The negative impact of the pandemic on small enterprises is well documented. In a two-month period, from February to April 2020, the number of active business owners in the US fell by 3.3 million or 22 percent, the highest change in recorded history. To mitigate the impact of these changes, economies implemented numerous crisis response measures, including in revising their procurement procedures to reach smaller firms and increase regulators’ discretion. World Bank data reveal that in the recovery phase countries support small businesses with a variety of measures.
A closer look at the data shows that extending short-term finance is the most widely used type of support. New lending under concessional terms, delayed repayments, restructuring and rescheduling, credit guarantees with new schemes, and capital buffer safeguards - such as lowering capital requirements on banks and central banks’ actions to induce commercial banks to increase lending to business - are some examples of finance instruments used by various economies. For example, the French government has attempted to increase the liquidity of companies through state-guaranteed loans or investments in minority equity positions (EUR 3.5 billion). These schemes go beyond the assistance provided in the EUR 16 billion loan guarantee program announced during the early crisis response period in April 2020.
Figure 1 lists the most common measures adopted by countries at different income levels, displayed as the percentage of countries in that income group who have adopted at least one measure in each category. There is one clear difference between groups. As the second most commonly adopted set of policies, high and upper-middle income countries are relying on measures for job retention while low and lower-middle income countries favor tax-based measures. Wage subsidies, cash transfers to informal or self-employed workers, and financial support to digitization efforts and reskilling are some examples of employment support measures adopted so far. In Germany, for example, business support schemes boost cash balances through deferred import VAT and more flexible depreciation rules.

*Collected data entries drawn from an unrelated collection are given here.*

//! The two horizontal motion axes
//!
//! Layers slide along X or Z and alternate every successful turn.

use glam::Vec3;

/// Horizontal axis a layer slides along
#[derive(Debug, Clone, Copy, PartialEq, Eq)]
pub enum Axis {
    X,
    Z,
}

impl Axis {
    /// The axis the next layer slides along
    pub fn other(self) -> Self {
        match self {
            Axis::X => Axis::Z,
            Axis::Z => Axis::X,
        }
    }

    /// Component of `v` along this axis
    pub fn component(self, v: Vec3) -> f32 {
        match self {
            Axis::X => v.x,
            Axis::Z => v.z,
        }
    }

    /// Overwrite the component of `v` along this axis
    pub fn set_component(self, v: &mut Vec3, value: f32) {
        match self {
            Axis::X => v.x = value,
            Axis::Z => v.z = value,
        }
    }

    /// Unit vector along this axis
    pub fn unit(self) -> Vec3 {
        match self {
            Axis::X => Vec3::X,
            Axis::Z => Vec3::Z,
        }
    }
}

#[cfg(test)]
mod tests {
    use super::*;

    #[test]
    fn test_other_alternates() {
        assert_eq!(Axis::X.other(), Axis::Z);
        assert_eq!(Axis::Z.other(), Axis::X);
        assert_eq!(Axis::X.other().other(), Axis::X);
    }

    #[test]
    fn test_component_access() {
        let v = Vec3::new(1.0, 2.0, 3.0);
        assert_eq!(Axis::X.component(v), 1.0);
        assert_eq!(Axis::Z.component(v), 3.0);
    }

    #[test]
    fn test_set_component_leaves_others() {
        let mut v = Vec3::new(1.0, 2.0, 3.0);
        Axis::Z.set_component(&mut v, 9.0);
        assert_eq!(v, Vec3::new(1.0, 2.0, 9.0));
        Axis::X.set_component(&mut v, -4.0);
        assert_eq!(v, Vec3::new(-4.0, 2.0, 9.0));
    }

    #[test]
    fn test_unit_vectors() {
        assert_eq!(Axis::X.unit(), Vec3::X);
        assert_eq!(Axis::Z.unit(), Vec3::Z);
    }
}
//! Deterministic simulation module
//!
//! All gameplay logic lives here. This module must be pure and deterministic:
//! - Fixed timestep only
//! - Stable registries (layers and off-cuts are appended, never removed)
//! - No rendering or platform dependencies

pub mod axis;
pub mod state;
pub mod tick;
pub mod turn;

pub use axis::Axis;
pub use state::{Block, GameEvent, GamePhase, GameState, OffCut};
pub use tick::{TickInput, tick};
pub use turn::{CutPlan, TurnOutcome, cut_geometry, kept_percent, resolve_turn};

Such measures are less feasible in low and lower middle-income countries, where governments have instead focused on reductions in the corporate income tax rate and expedited tax refunds. In Honduras, for example, the government has announced the deferral of tax payments for SMEs, including the corporate income tax, individual income tax, solidarity contribution and net assets tax. In addition, taxpayers who chose to file on time obtained an 8.5% income tax discount.
Looking at regions, employment support is the most common measure adopted by OECD countries (100%), closely followed by debt finance. In other regions, priorities are different. In Mozambique, among other developing economies, more than 90% of jobs are in the informal sector. This can create a gap: governments adopt measures that end up not benefitting their firms. Recent data from Enterprise Surveys show that this gap can be huge in countries where informality is prominent. In Zimbabwe, only 3 percent of surveyed firms received or expect to receive national or local government assistance. As a contrast, in Italy, that number is brought to 57.2 percent, including 60.8 percent of small firms.
As country after country shifts government support from early crisis response measures to recovery plans to bolster the post-pandemic economic rebound, there is a clear pattern emerging in the type of measures adopted by high-income economies and emerging markets. The former use a mixture of supply and demand-boosting components in their recovery programs, reaching households and businesses alike. The latter group finds it more difficult to target households and small firms, as these are often in the informal sector. The focus is hence on promoting recovery in specific industries or through tax-reduction measures that benefit larger formal firms.